> **Problem to solve**: Scan the data. Collect each line that contains the word "cloned".

[Stored data]
========

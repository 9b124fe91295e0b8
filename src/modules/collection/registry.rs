//! Registry of the process-wide named collections.

use super::backend::Collection;
use super::config::CollectionConfig;
use super::key::CollectionKey;
use super::memory::InMemoryCollection;
use std::collections::HashMap;
use std::sync::Arc;
use tracing::debug;

/// Shared collections looked up by name, case-insensitively.
///
/// The registry is built once and cloned into every transaction; clones
/// share the same underlying collections.
#[derive(Debug, Clone, Default)]
pub struct CollectionRegistry {
    collections: HashMap<CollectionKey, Arc<dyn Collection>>,
}

impl CollectionRegistry {
    /// Create an empty registry.
    #[must_use]
    pub fn new() -> Self {
        Self::default()
    }

    /// Create one in-memory collection per configured name.
    pub fn from_config(config: &CollectionConfig) -> Self {
        let mut registry = Self::new();
        for name in &config.names {
            registry.register(Arc::new(InMemoryCollection::with_capacity(
                name.as_str(),
                config.initial_capacity,
            )));
        }
        debug!(count = registry.len(), "initialized collections");
        registry
    }

    /// Register a collection under its own name, replacing any previous one.
    pub fn register(&mut self, collection: Arc<dyn Collection>) {
        let name = CollectionKey::from(collection.name());
        self.collections.insert(name, collection);
    }

    /// Look up a collection.
    pub fn get(&self, name: &str) -> Option<&Arc<dyn Collection>> {
        self.collections.get(&CollectionKey::from(name))
    }

    /// Whether a collection with this name exists.
    pub fn contains(&self, name: &str) -> bool {
        self.collections.contains_key(&CollectionKey::from(name))
    }

    /// Registered collection names.
    pub fn names(&self) -> Vec<&str> {
        let mut names: Vec<&str> = self.collections.keys().map(CollectionKey::as_str).collect();
        names.sort_unstable();
        names
    }

    /// Number of registered collections.
    pub fn len(&self) -> usize {
        self.collections.len()
    }

    /// Whether the registry is empty.
    pub fn is_empty(&self) -> bool {
        self.collections.is_empty()
    }
}

#[cfg(test)]
mod tests {
    use super::*;

    #[test]
    fn test_from_default_config() {
        let registry = CollectionRegistry::from_config(&CollectionConfig::default());
        assert_eq!(registry.len(), 5);
        assert_eq!(
            registry.names(),
            vec!["GLOBAL", "IP", "RESOURCE", "SESSION", "USER"]
        );
    }

    #[test]
    fn test_lookup_is_case_insensitive() {
        let registry = CollectionRegistry::from_config(&CollectionConfig::default());
        assert!(registry.get("ip").is_some());
        assert!(registry.contains("Session"));
        assert!(registry.get("TX").is_none());
    }

    #[test]
    fn test_clones_share_state() {
        let registry = CollectionRegistry::from_config(&CollectionConfig::default());
        let clone = registry.clone();

        registry.get("GLOBAL").unwrap().store("counter", "1");
        assert_eq!(
            clone.get("global").unwrap().resolve_first("COUNTER").as_deref(),
            Some("1")
        );
    }
}
//! Transaction-local variables.
//!
//! These hold the values extracted from one request (arguments, headers,
//! matched variables). They are owned by a single transaction and need no
//! locking; resolution hands out copies the caller owns.

use super::exclusions::KeyExclusions;
use super::value::{ValueList, VariableValue};
use regex::Regex;
use tracing::trace;

/// A multi-valued, case-insensitive set of values scoped to one transaction.
#[derive(Debug, Clone)]
pub struct AnchoredSetVariable {
    name: String,
    values: Vec<VariableValue>,
}

impl AnchoredSetVariable {
    /// Create an empty set named `name` (`ARGS`, `REQUEST_HEADERS`, ...).
    pub fn new(name: impl Into<String>) -> Self {
        Self {
            name: name.into(),
            values: Vec::with_capacity(10),
        }
    }

    /// Name of the set.
    pub fn name(&self) -> &str {
        &self.name
    }

    /// Append `value` under `key`, originating at `offset` and spanning the
    /// whole value.
    pub fn set(&mut self, key: &str, value: &str, offset: usize) {
        self.set_with_len(key, value, offset, value.len());
    }

    /// Append `value` under `key`, originating at `offset` for `len` bytes.
    pub fn set_with_len(&mut self, key: &str, value: &str, offset: usize, len: usize) {
        self.values
            .push(VariableValue::new(&self.name, key, value).with_origin(len, offset));
    }

    /// Drop every value.
    pub fn unset(&mut self) {
        self.values.clear();
    }

    /// Number of values.
    pub fn len(&self) -> usize {
        self.values.len()
    }

    /// Whether the set is empty.
    pub fn is_empty(&self) -> bool {
        self.values.is_empty()
    }

    /// Iterate over the stored values.
    pub fn iter(&self) -> impl Iterator<Item = &VariableValue> {
        self.values.iter()
    }

    /// Prepend a copy of every value whose key is not excluded.
    pub fn resolve(&self, out: &mut ValueList, exclusions: &KeyExclusions) {
        for value in &self.values {
            if exclusions.to_omit(value.key()) {
                trace!(variable = %self.name, key = value.key(), "excluding key from target value");
                continue;
            }
            out.push_front(value.clone());
        }
    }

    /// Append a copy of every value stored under `key`.
    pub fn resolve_key(&self, key: &str, out: &mut ValueList) {
        out.extend(
            self.values
                .iter()
                .filter(|v| v.key().eq_ignore_ascii_case(key))
                .cloned(),
        );
    }

    /// Prepend a copy of every value whose key matches `pattern` and is not
    /// excluded.
    pub fn resolve_regular_expression(
        &self,
        pattern: &Regex,
        out: &mut ValueList,
        exclusions: &KeyExclusions,
    ) {
        for value in self.values.iter().filter(|v| pattern.is_match(v.key())) {
            if exclusions.to_omit(value.key()) {
                trace!(variable = %self.name, key = value.key(), "excluding key from target value");
                continue;
            }
            out.push_front(value.clone());
        }
    }

    /// First value stored under `key`.
    pub fn resolve_first(&self, key: &str) -> Option<&str> {
        self.values
            .iter()
            .find(|v| v.key().eq_ignore_ascii_case(key))
            .map(VariableValue::value)
    }
}

/// A single value scoped to one transaction, e.g. `MATCHED_VAR`.
#[derive(Debug, Clone)]
pub struct AnchoredVariable {
    name: String,
    value: Option<VariableValue>,
}

impl AnchoredVariable {
    /// Create an unset variable.
    pub fn new(name: impl Into<String>) -> Self {
        Self {
            name: name.into(),
            value: None,
        }
    }

    /// Name of the variable.
    pub fn name(&self) -> &str {
        &self.name
    }

    /// Replace the value.
    pub fn set(&mut self, value: &str, offset: usize) {
        self.value =
            Some(VariableValue::keyless(&self.name, value).with_origin(value.len(), offset));
    }

    /// Clear the value.
    pub fn unset(&mut self) {
        self.value = None;
    }

    /// Current value.
    pub fn value(&self) -> Option<&str> {
        self.value.as_ref().map(VariableValue::value)
    }

    /// Append a copy of the value, if set and not empty.
    pub fn evaluate(&self, out: &mut ValueList) {
        if let Some(value) = self.value.as_ref().filter(|v| !v.value().is_empty()) {
            out.push(value.clone());
        }
    }
}

/// Exposes the keys of an [`AnchoredSetVariable`] as values, e.g. `ARGS_NAMES`.
///
/// Every translated value is `(name, key, key)`; its origins point at the key
/// instead of the value, assuming the key is followed by a one-byte separator.
#[derive(Debug, Clone, Copy)]
pub struct KeyNamesProxy<'a> {
    name: &'a str,
    source: &'a AnchoredSetVariable,
}

impl<'a> KeyNamesProxy<'a> {
    /// Expose the keys of `source` under `name`.
    pub fn new(name: &'a str, source: &'a AnchoredSetVariable) -> Self {
        Self { name, source }
    }

    /// Name of the proxy.
    pub fn name(&self) -> &str {
        self.name
    }

    /// See [`AnchoredSetVariable::resolve`].
    pub fn resolve(&self, out: &mut ValueList, exclusions: &KeyExclusions) {
        let mut found = ValueList::new();
        self.source.resolve(&mut found, exclusions);
        self.translate_into(found, out, true);
    }

    /// See [`AnchoredSetVariable::resolve_key`].
    pub fn resolve_key(&self, key: &str, out: &mut ValueList) {
        let mut found = ValueList::new();
        self.source.resolve_key(key, &mut found);
        self.translate_into(found, out, false);
    }

    /// See [`AnchoredSetVariable::resolve_regular_expression`].
    pub fn resolve_regular_expression(
        &self,
        pattern: &Regex,
        out: &mut ValueList,
        exclusions: &KeyExclusions,
    ) {
        let mut found = ValueList::new();
        self.source
            .resolve_regular_expression(pattern, &mut found, exclusions);
        self.translate_into(found, out, true);
    }

    /// The stored key matching `key`, in its original case.
    pub fn resolve_first(&self, key: &str) -> Option<String> {
        self.source
            .iter()
            .find(|v| v.key().eq_ignore_ascii_case(key))
            .map(|v| v.key().to_string())
    }

    fn translate_into(&self, found: ValueList, out: &mut ValueList, prepend: bool) {
        let mut translated: Vec<VariableValue> =
            found.into_iter().map(|v| self.translate(&v)).collect();
        if prepend {
            // keep the order the source produced
            while let Some(value) = translated.pop() {
                out.push_front(value);
            }
        } else {
            out.extend(translated);
        }
    }

    fn translate(&self, value: &VariableValue) -> VariableValue {
        let key = value.key();
        let mut translated = VariableValue::new(self.name, key, key);
        for origin in value.origins() {
            translated.add_origin(key.len(), origin.offset.saturating_sub(key.len() + 1));
        }
        translated
    }
}

#[cfg(test)]
mod tests {
    use super::*;

    fn args() -> AnchoredSetVariable {
        // id=1&name=bob&ID=2
        let mut args = AnchoredSetVariable::new("ARGS");
        args.set("id", "1", 3);
        args.set("name", "bob", 10);
        args.set("ID", "2", 17);
        args
    }

    #[test]
    fn test_set_records_origin() {
        let mut set = AnchoredSetVariable::new("ARGS");
        set.set("q", "abc", 2);
        set.set_with_len("r", "x", 9, 3);

        let values: Vec<_> = set.iter().collect();
        assert_eq!(values[0].origins()[0].to_string(), "v2,3");
        assert_eq!(values[1].origins()[0].to_string(), "v9,3");
        assert_eq!(values[0].key_with_collection(), "ARGS:q");
    }

    #[test]
    fn test_resolve_all_with_exclusions() {
        let mut exclusions = KeyExclusions::new();
        exclusions.add_key("name");

        let mut out = ValueList::new();
        args().resolve(&mut out, &exclusions);

        let values: Vec<_> = out.iter().map(|v| v.value().to_string()).collect();
        assert_eq!(values, vec!["2", "1"]);
    }

    #[test]
    fn test_resolve_key_is_case_insensitive() {
        let mut out = ValueList::new();
        args().resolve_key("Id", &mut out);
        assert_eq!(out.len(), 2);
        assert_eq!(args().resolve_first("iD"), Some("1"));
        assert_eq!(args().resolve_first("missing"), None);
    }

    #[test]
    fn test_resolve_regular_expression() {
        let mut exclusions = KeyExclusions::new();
        exclusions.add_key("ID");

        let mut out = ValueList::new();
        args().resolve_regular_expression(&Regex::new("^(?i)[in]").unwrap(), &mut out, &exclusions);
        assert_eq!(out.len(), 1);
        assert_eq!(out.first().map(VariableValue::key), Some("name"));
    }

    #[test]
    fn test_unset_clears() {
        let mut set = args();
        set.unset();
        assert!(set.is_empty());

        let mut out = ValueList::new();
        set.resolve(&mut out, &KeyExclusions::new());
        assert!(out.is_empty());
    }

    #[test]
    fn test_anchored_variable() {
        let mut var = AnchoredVariable::new("MATCHED_VAR");
        let mut out = ValueList::new();
        var.evaluate(&mut out);
        assert!(out.is_empty());

        var.set("attack", 4);
        var.evaluate(&mut out);
        assert_eq!(out.first().map(VariableValue::key_with_collection), Some("MATCHED_VAR"));
        assert_eq!(var.value(), Some("attack"));

        var.unset();
        assert_eq!(var.value(), None);

        let mut out = ValueList::new();
        var.set("", 0);
        var.evaluate(&mut out);
        assert!(out.is_empty());
    }

    #[test]
    fn test_key_names_translation() {
        let set = args();
        let names = KeyNamesProxy::new("ARGS_NAMES", &set);

        let mut out = ValueList::new();
        names.resolve_key("name", &mut out);
        let value = out.first().unwrap();
        assert_eq!(value.key_with_collection(), "ARGS_NAMES:name");
        assert_eq!(value.value(), "name");
        // "name" starts at 5 in "id=1&name=bob"
        assert_eq!(value.origins()[0].to_string(), "v5,4");
    }

    #[test]
    fn test_key_names_resolve_keeps_existing_values() {
        let set = args();
        let names = KeyNamesProxy::new("ARGS_NAMES", &set);

        let mut out = ValueList::new();
        out.push(VariableValue::new("TX", "keep", "me"));
        names.resolve(&mut out, &KeyExclusions::new());

        assert_eq!(out.len(), 4);
        assert_eq!(out.iter().last().map(VariableValue::value), Some("me"));
        assert_eq!(names.resolve_first("NAME").as_deref(), Some("name"));
    }
}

========

> **Result**:
/// The registry is built once and cloned into every transaction; clones
                .cloned(),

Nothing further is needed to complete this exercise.